Hague ruling on Kosovo has limited legal impact
A decision by the International Court of Justice (ICJ) stands to reason, but it leaves many open questions, according to a Swiss legal expert.
Jörg Künzli, a professor of law at Bern University tells swissinfo.ch that a settlement between Serbia and the authorities in Pristina have to take into account political aspects.
The court in The Hague on Thursday found that international law does not forbid declarations of independence in reference to a declaration of Kosovo’s parliament in February 2008 to proclaim independence from Serbia.
Although the court ruling is legally non-binding, the move is widely seen as a defeat for Serbia.
The authorities in Belgrade for their part have defended their position and said they will never recognise Kosovo’s declaration. They said they would consider further steps.
swissinfo.ch: How much of a surprise is the ruling by the ICJ?
Jörg Künzli: I did not expect such a straight statement. The wording of the court decision is partly explained by the limited scope of the ruling.
The judges did not rule on the question whether the former Serbian province has a right to split from Belgrade. They also avoided the question whether there is legal basis in international law for secession.
Note that the court did not take a legal stand on the impact of Kosovo’s declaration of independence. It did not say whether the former Serbian province is a state.
The statement does not say neither whether it is compatible with international law if other states recognise Kosovo’s independence.
swissinfo.ch: Does the ruling make sense from a point of view of international law?
J.K.: I believe so. But it appears that the statement is the biggest common denominator the judges were able to find. The expert assessment tries to dodge the contentious issues.
The question about the origin of a new state remains primarily a political issue.
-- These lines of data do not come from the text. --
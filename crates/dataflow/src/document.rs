//! Terminal adapter that turns rows into alias-keyed documents.

use std::collections::BTreeMap;

use crate::error::Result;
use crate::operator::Operator;
use factdb_core::Value;

/// A row rendered as a map from column alias to value.
pub type Document = BTreeMap<String, Value>;

/// Drains an operator tree into [`Document`]s instead of positional rows.
///
/// Keys come from the source schema's aliases. When the source carries
/// duplicate aliases, the rightmost column wins, so narrow the tree with a
/// projection first if that matters.
///
/// This is an output adapter rather than an [`Operator`]: documents are the
/// end of the line, not rows for further operators to consume.
pub struct IntoDocument {
    source: Box<dyn Operator>,
}

impl IntoDocument {
    /// Wraps `source` for document output.
    pub fn new(source: Box<dyn Operator>) -> Self {
        IntoDocument { source }
    }

    /// Produces the next document, or `None` once the source is exhausted.
    pub fn next(&mut self) -> Result<Option<Document>> {
        let row = match self.source.next()? {
            Some(row) => row,
            None => return Ok(None),
        };
        let mut document = Document::new();
        for (index, column) in self.source.schema().columns().iter().enumerate() {
            document.insert(column.alias().to_string(), row.get(index)?.clone());
        }
        Ok(Some(document))
    }

    /// Drains the source and returns every document.
    pub fn collect(&mut self) -> Result<Vec<Document>> {
        let mut documents = Vec::new();
        while let Some(document) = self.next()? {
            documents.push(document);
        }
        Ok(documents)
    }

    /// Closes the underlying operator tree.
    pub fn close(&mut self) -> Result<()> {
        self.source.close()
    }
}

// ========================================
// Tests
// ========================================
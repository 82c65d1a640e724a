//! The factdb engine
//!
//! This crate holds the fact database itself:
//! - Fact: (subject, predicate, object) triples and their index encodings
//! - Database: the three covering indexes behind one RwLock
//! - TempId: placeholders for entities created inside a transaction
//! - TxData / EntityUpdate: transaction update sets
//! - Entity / AttrValue: documents folded from facts

#![warn(missing_docs)]
#![warn(clippy::all)]

pub mod database;
pub mod entity;
pub mod error;
pub mod fact;
pub mod temp_id;
pub mod update;

pub use database::{Database, IndexHandle, IndexKind};
pub use entity::{AttrValue, Entity};
pub use error::{Error, Result};
pub use fact::{Fact, Subject};
pub use temp_id::TempId;
pub use update::{EntityUpdate, TxData, TxResult, UpdateValue, IDENTITY_PREDICATE};
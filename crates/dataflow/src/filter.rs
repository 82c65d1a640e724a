//! An operator that keeps only rows matching a predicate.

use crate::error::Result;
use crate::operator::{Operator, Row};
use crate::schema::RowSchema;

/// Predicate applied to each candidate row alongside the source schema.
///
/// The schema lets predicates resolve aliases instead of hard-coding
/// positions. Returning an error aborts the pull.
pub type FilterPredicate = Box<dyn Fn(&Row, &RowSchema) -> Result<bool>>;

/// Emits only the source rows for which the predicate returns `true`.
///
/// The output schema is the source schema unchanged.
pub struct Filter {
    source: Box<dyn Operator>,
    predicate: FilterPredicate,
}

impl Filter {
    /// Creates a filter over `source` governed by `predicate`.
    pub fn new(source: Box<dyn Operator>, predicate: FilterPredicate) -> Self {
        Filter { source, predicate }
    }
}

impl Operator for Filter {
    fn next(&mut self) -> Result<Option<Row>> {
        loop {
            let row = match self.source.next()? {
                Some(row) => row,
                None => return Ok(None),
            };
            if (self.predicate)(&row, self.source.schema())? {
                return Ok(Some(row));
            }
        }
    }

    fn schema(&self) -> &RowSchema {
        self.source.schema()
    }

    fn close(&mut self) -> Result<()> {
        self.source.close()
    }
}

// ========================================
// Tests
// ========================================
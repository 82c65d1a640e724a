//! Query Error Tests
//!
//! Structural problems fail compilation before any index is read: shapes
//! the planner cannot serve, alias collisions, disconnected join graphs,
//! and patterns asking for variables no rule produces.

use super::*;
use factdb::{QueryError, Var};

fn execute_err(db: &Database, pattern: Pattern, rules: Vec<Rule>) -> QueryError {
    Query::new(pattern, rules).execute(db).unwrap_err()
}

#[test]
fn test_rules_without_shared_variable_are_rejected() {
    let db = character_db();
    let a = Var::named("a");
    let b = Var::named("b");

    let err = execute_err(
        &db,
        Pattern::new([&a, &b]),
        vec![
            Rule::new(&a, "name", "Fred"),
            Rule::new(&b, "name", "Wilma"),
        ],
    );
    assert!(matches!(err, QueryError::CartesianJoinNotPermitted));
}

#[test]
fn test_two_variables_with_one_alias_are_rejected() {
    let db = character_db();
    // Distinct variables that happen to share a name would silently join.
    let first = Var::named("who");
    let second = Var::named("who");

    let err = execute_err(
        &db,
        Pattern::new([&first]),
        vec![
            Rule::new(&first, "name", "Fred"),
            Rule::new(&second, "show", "I Love Lucy"),
        ],
    );
    match err {
        QueryError::DuplicateAlias { alias } => assert_eq!(alias, "who"),
        other => panic!("expected DuplicateAlias, got {other:?}"),
    }
}

#[test]
fn test_free_subject_and_predicate_is_unsupported() {
    let db = character_db();
    let s = Var::named("s");
    let p = Var::named("p");

    let err = execute_err(
        &db,
        Pattern::new([&s, &p]),
        vec![Rule::new(&s, &p, "Fred")],
    );
    assert!(matches!(err, QueryError::UnsupportedRuleShape { .. }));
}

#[test]
fn test_fully_free_rule_is_unsupported() {
    let db = character_db();
    let s = Var::named("s");
    let p = Var::named("p");
    let o = Var::named("o");

    let err = execute_err(&db, Pattern::new([&s, &p, &o]), vec![Rule::new(&s, &p, &o)]);
    assert!(matches!(err, QueryError::UnsupportedRuleShape { .. }));
}

#[test]
fn test_variable_reused_within_one_rule_is_unsupported() {
    let db = character_db();
    let v = Var::named("v");

    let err = execute_err(&db, Pattern::new([&v]), vec![Rule::new(&v, "name", &v)]);
    assert!(matches!(err, QueryError::UnsupportedRuleShape { .. }));
}

#[test]
fn test_non_entity_subject_is_unsupported() {
    let db = character_db();
    let name = Var::named("name");

    let err = execute_err(
        &db,
        Pattern::new([&name]),
        vec![Rule::new(true, "name", &name)],
    );
    assert!(matches!(err, QueryError::UnsupportedRuleShape { .. }));
}

#[test]
fn test_non_string_predicate_is_unsupported() {
    let db = character_db();
    let name = Var::named("name");

    let err = execute_err(
        &db,
        Pattern::new([&name]),
        vec![Rule::new(1u64, 7u64, &name)],
    );
    assert!(matches!(err, QueryError::UnsupportedRuleShape { .. }));
}

#[test]
fn test_fully_bound_rules_compile_to_nothing() {
    let db = character_db();

    let err = execute_err(
        &db,
        Pattern::empty(),
        vec![Rule::new(1u64, "name", "Fred")],
    );
    assert!(matches!(err, QueryError::EmptyPlan));
}

#[test]
fn test_pattern_variable_missing_from_rules() {
    let db = character_db();
    let who = Var::named("who");
    let stray = Var::named("stray");

    let err = execute_err(
        &db,
        Pattern::new([&stray]),
        vec![Rule::new(&who, "name", "Fred")],
    );
    match err {
        QueryError::UnknownVariable { alias } => assert_eq!(alias, "stray"),
        other => panic!("expected UnknownVariable, got {other:?}"),
    }
}

#[test]
fn test_unknown_ident_subject_fails_before_compilation() {
    let db = character_db();
    let name = Var::named("name");

    let err = execute_err(
        &db,
        Pattern::new([&name]),
        vec![Rule::new("ghost", "name", &name)],
    );
    assert!(matches!(
        err,
        QueryError::Engine(factdb::DatabaseError::UnknownIdent { .. })
    ));
}

#[test]
fn test_error_from_failed_query_reports_context() {
    let db = character_db();
    let a = Var::named("a");
    let b = Var::named("b");

    let err = execute_err(
        &db,
        Pattern::new([&a, &b]),
        vec![Rule::new(&a, "name", "Fred"), Rule::new(&b, "show", "X")],
    );
    assert!(err.to_string().contains("Cartesian join"));
}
International law has a limited role in this respect.
swissinfo.ch: Is it a balanced ruling and to what extent is it a purely legal assessment. Or is it based on political considerations and facts on the ground?
J.K.: The expertise is very much focused on this specific case.
There are explanations which refer to international law but the judges indeed based their opinions on resolutions by the United Nations Security Council and examined whether this body had outlawed the declaration of independence.
This procedure certainly makes sense but it highlights the specific nature of the ruling.
swissinfo.ch: Does it not set a precedent for other breakaway regions?
J.K.: Every independence declaration is a particular case. I’d say there is strong intention by the ICJ to limit the prejudicial impact of the ruling.
It has arguably set a precedent in some ways but it does not give the green light for all other independence movements.
The crucial question for a separatists is how to constitute a new state. But the court refuses to give an answer to this.
swissinfo.ch: It was generally expected that the court would make a ruling that allows all sides in the conflict to save their faces. Is it therefore a courageous decision by the ICJ?
J.K.: You could call it a courageous decision. The price that came with it is that the court refused to take a stance on the contentious issues.
To put it simply: The judges limited themselves to say that international law allows declarations of independence up to the point where they are not outlawed.
The court also mentions examples of declarations of independence, for instance Northern Cyprus, which were banned by the UN Security Council.
swissinfo.ch: Is an international court in a position to settle conflicts of such a dimension?
J.K.: I’m convinced that it is possible in principle. But it is difficult legal ground between self-determination of peoples and territorial integrity. International law in this respect is somewhat unchartered territory.
What is missing is the steering function of international law. It defines a broad framework. But it is above all the political facts which have to help find a solution in a particular case.
Gaby Ochsenbein, swissinfo.ch (adapted from German by Urs Geiser)
12th century: Kosovo sits at the heart of a Serbian empire.
1389: Serbs lose battle of Kosovo Polje to Ottoman Turks. Ethnic balance shifts toward Muslim and Albanian over the centuries.
1913: Serbia regains Kosovo after Balkan wars.
1974: Kosovo becomes an “autonomous province” of Serbia in new Yugoslav Constitution.
1989: Serbian President Slobodan Milosevic seeks to reduce Kosovo’s autonomy.
1997: Kosovo Liberation Army (KLA) emerges to fight a guerrilla war against Serb forces.
1998: Milosevic’s forces brutally repress the KLA and its supporters. Thousands of Albanians die.
1999:
June 10: Nato strikes force Belgrade to withdraw from Kosovo.
June 11: Serbs and other non-Albanians flee fearing reprisals.
2005:
November: Kosovo parliament pushes for independence. Switzerland becomes first country in the world to call for it.
2007:
March 26: UN Security Council, Americans and Europeans support plan for independent Kosovo with international supervision. Russia and Serbia object.
2008:
Feb. 17: Kosovo declares independence. Serbia and Russia reject it. Switzerland among first to recognise it. Serbs recall ambassador to Bern.
October: Serbia asks International Court of Justice (ICJ) to rule on legality of Kosovo independence.
2009:
June 4: Kosovo joins International Monetary Fund (IMF) and World Bank.
December 1: ICJ opens hearings on Kosovo independence.
2010:
July 22: Court rules that the secession did not violate international law.